Bengry argumenta que os termos simplificam demais, implicando que cada pessoa deve assinar um ou outro. “Certamente, podemos nos identificar com algumas formas culturais e alguns lugares e práticas como parte de uma ‘cultura gay’, mas temos que pensar sobre quem é essa cultura”, explica ele. “Estamos assumindo que isso inclui todos que se identificam como gay ou LGBTQ. Obviamente não inclui. O termo ‘cultura gay’ assume uma homogeneidade – a de que existe uma cultura gay e uma pessoa gay.”
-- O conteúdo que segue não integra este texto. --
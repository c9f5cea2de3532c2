//! Cache metrics.
//!
//! Metrics are reported through a `BTreeMap` rather than a hash map so the
//! output ordering is deterministic: reproducible test assertions, stable
//! serialization, readable logs. With a dozen keys the O(log n) lookups are
//! irrelevant.
//!
//! Because capacity is an entry count, the counters here are count-based as
//! well; there is no byte accounting.

extern crate alloc;

use alloc::collections::BTreeMap;
use alloc::string::{String, ToString};

/// Counters common to any cache policy.
#[derive(Debug, Default, Clone)]
pub struct CoreCacheMetrics {
    /// Total number of lookups made against the cache.
    pub requests: u64,
    /// Lookups that found the key.
    pub hits: u64,
    /// Entries inserted (new keys only, not value updates).
    pub insertions: u64,
    /// Entries removed by the eviction policy.
    pub evictions: u64,
    /// Entries removed by explicit deletion.
    pub removals: u64,
}

impl CoreCacheMetrics {
    /// Records a lookup that found its key.
    pub fn record_hit(&mut self) {
        self.requests += 1;
        self.hits += 1;
    }

    /// Records a lookup that missed.
    pub fn record_miss(&mut self) {
        self.requests += 1;
    }

    /// Records the insertion of a new key.
    pub fn record_insertion(&mut self) {
        self.insertions += 1;
    }

    /// Records a policy eviction.
    pub fn record_eviction(&mut self) {
        self.evictions += 1;
    }

    /// Records an explicit deletion.
    pub fn record_removal(&mut self) {
        self.removals += 1;
    }

    /// Fraction of lookups that hit, or 0.0 before any lookup.
    pub fn hit_rate(&self) -> f64 {
        if self.requests > 0 {
            self.hits as f64 / self.requests as f64
        } else {
            0.0
        }
    }

    /// Fraction of lookups that missed, or 0.0 before any lookup.
    pub fn miss_rate(&self) -> f64 {
        if self.requests > 0 {
            (self.requests - self.hits) as f64 / self.requests as f64
        } else {
            0.0
        }
    }

    /// Converts the core counters into a deterministic report.
    pub fn to_btreemap(&self) -> BTreeMap<String, f64> {
        let mut metrics = BTreeMap::new();

        metrics.insert("requests".to_string(), self.requests as f64);
        metrics.insert("hits".to_string(), self.hits as f64);
        metrics.insert("misses".to_string(), (self.requests - self.hits) as f64);
        metrics.insert("insertions".to_string(), self.insertions as f64);
        metrics.insert("evictions".to_string(), self.evictions as f64);
        metrics.insert("removals".to_string(), self.removals as f64);

        metrics.insert("hit_rate".to_string(), self.hit_rate());
        metrics.insert("miss_rate".to_string(), self.miss_rate());

        if self.requests > 0 {
            metrics.insert(
                "eviction_rate".to_string(),
                self.evictions as f64 / self.requests as f64,
            );
        }

        metrics
    }
}

/// Metrics for the LFU-with-LRU-tie-break policy.
///
/// Extends [`CoreCacheMetrics`] with gauges over the frequency distribution
/// of the live entry set.
#[derive(Debug, Default, Clone)]
pub struct LfruCacheMetrics {
    /// Counters common to all policies.
    pub core: CoreCacheMetrics,
    /// Lowest frequency among live entries (0 while empty).
    pub min_frequency: u64,
    /// Highest frequency among live entries (0 while empty).
    pub max_frequency: u64,
    /// Number of distinct frequency levels currently in use.
    pub active_frequency_levels: u64,
    /// Total frequency increments: every hit and every update of an existing
    /// key raises some entry's frequency by one.
    pub total_frequency_increments: u64,
}

impl LfruCacheMetrics {
    /// Creates a zeroed metrics block.
    pub fn new() -> Self {
        Self::default()
    }

    /// Records one frequency increment.
    pub fn record_frequency_increment(&mut self) {
        self.total_frequency_increments += 1;
    }

    /// Refreshes the frequency gauges from the index state.
    pub(crate) fn update_frequency_gauges(
        &mut self,
        min_frequency: Option<usize>,
        max_frequency: Option<usize>,
        active_levels: usize,
    ) {
        self.min_frequency = min_frequency.unwrap_or(0) as u64;
        self.max_frequency = max_frequency.unwrap_or(0) as u64;
        self.active_frequency_levels = active_levels as u64;
    }

    /// Converts the full metrics block into a deterministic report.
    pub fn to_btreemap(&self) -> BTreeMap<String, f64> {
        let mut metrics = self.core.to_btreemap();

        metrics.insert("min_frequency".to_string(), self.min_frequency as f64);
        metrics.insert("max_frequency".to_string(), self.max_frequency as f64);
        metrics.insert(
            "active_frequency_levels".to_string(),
            self.active_frequency_levels as f64,
        );
        metrics.insert(
            "total_frequency_increments".to_string(),
            self.total_frequency_increments as f64,
        );

        metrics
    }
}

/// Uniform metrics-reporting interface implemented by the cache.
pub trait CacheMetrics {
    /// Returns all metrics as key-value pairs in deterministic order.
    fn metrics(&self) -> BTreeMap<String, f64>;

    /// Policy name for identification.
    fn algorithm_name(&self) -> &'static str;
}

#[cfg(test)]
mod tests {
    use super::*;

    #[test]
    fn test_hit_and_miss_rates() {
        let mut core = CoreCacheMetrics::default();
        assert_eq!(core.hit_rate(), 0.0);

        core.record_hit();
        core.record_hit();
        core.record_miss();

        assert_eq!(core.requests, 3);
        assert_eq!(core.hits, 2);
        assert!((core.hit_rate() - 2.0 / 3.0).abs() < 1e-9);
        assert!((core.miss_rate() - 1.0 / 3.0).abs() < 1e-9);
    }

    #[test]
    fn test_report_keys_are_deterministic() {
        let metrics = LfruCacheMetrics::new();
        let report = metrics.to_btreemap();

        let keys: alloc::vec::Vec<_> = report.keys().cloned().collect();
        let mut sorted = keys.clone();
        sorted.sort();
        assert_eq!(keys, sorted);
        assert!(report.contains_key("hit_rate"));
        assert!(report.contains_key("active_frequency_levels"));
    }

    #[test]
    fn test_frequency_gauges() {
        let mut metrics = LfruCacheMetrics::new();
        metrics.update_frequency_gauges(Some(1), Some(7), 3);
        assert_eq!(metrics.min_frequency, 1);
        assert_eq!(metrics.max_frequency, 7);
        assert_eq!(metrics.active_frequency_levels, 3);

        metrics.update_frequency_gauges(None, None, 0);
        assert_eq!(metrics.min_frequency, 0);
        assert_eq!(metrics.max_frequency, 0);
    }
}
“Existem obviamente conexões e redes entre pessoas baseadas em entendimentos e histórias compartilhadas ou traumas. Todas essas coisas podem fazer parte de uma cultura. Mas são fatores profundamente complicados e é difícil amarrá-los em uma pequena caixa e se curvar”.
E isso leva ao próximo problema: imagine que você já foi encarregado de identificar e descrever uma “cultura gay” independente – você pode realmente separá-la do “mainstream”?
“Falamos sobre o mainstream como se fosse essa categoria óbvia que não precisa de explicação. Isso também é problemático ”, diz Bengry. “As pessoas LGBT certamente também podem se encaixar entre os principais consumidores – eles vão comprar móveis, papel higiênico e anti-histamínicos no mesmo tipo de mercado que os consumidores tradicionais. Em muitos de seus hábitos de compra, os gays são apenas pessoas também. ”
Esse é apenas o sentimento ecoado por algumas estrelas de Drag Race, como a ganhadora da sexta temporada, Bianca Del Rio. Embora ela não se expresse exatamente na mesma língua:
“Toda essa coisa quando as pessoas falam sobre ‘comunidade gay’ e ‘cultura gay’, é ridículo!”, Diz ela. “Não existe uma comunidade gay. Eu não tenho reuniões da comunidade com outros gays! Eu nunca conheci o conselho executivo de gays! Eu pago impostos! Sou uma pessoa!”
“Não há um portal em volta de todos os gays de uma comunidade. Isso é tão bobo! O que é ‘cultura gay’? O que é exclusivo?! O mundo não está tão cheio assim de gays e muitos gays nem gostam de Drag Race!”
“Quando você coloca as caixas em branco, é como dizer: ‘Bem, isso é só para meninos’ e ‘Isso é só para meninas’ ou ‘Isso é só para pessoas heterossexuais’. E você não pode alienar pessoas heterossexuais – pessoas heterossexuais criam gays! De que outra forma teremos namorados quando tivermos 40 anos se não tivermos pessoas heterossexuais fazendo bebês? ” Ela ri.
Embora os gays compartilhem experiências semelhantes – muitas vezes, como nos lembra Drag Race, horrivelmente discriminatórias – e se unem na luta pelos direitos LGBTQ, os gays automaticamente pertencem a uma “comunidade gay” ou “cultura gay”? Muitos diriam que não, da mesma forma que toda pessoa heterossexual não pertence a uma “cultura hetero” claramente definida.
Então, pode ser melhor celebrar uma miríade de culturas gays em vez de tratar a “cultura gay” como uma unidade. Por mais óbvio que pareça, nem todo gay tem que assistir ou gostar de Drag Race porque, como Bengry aponta, tratar a cultura gay como uma entidade singular leva a estereótipos desconfortáveis.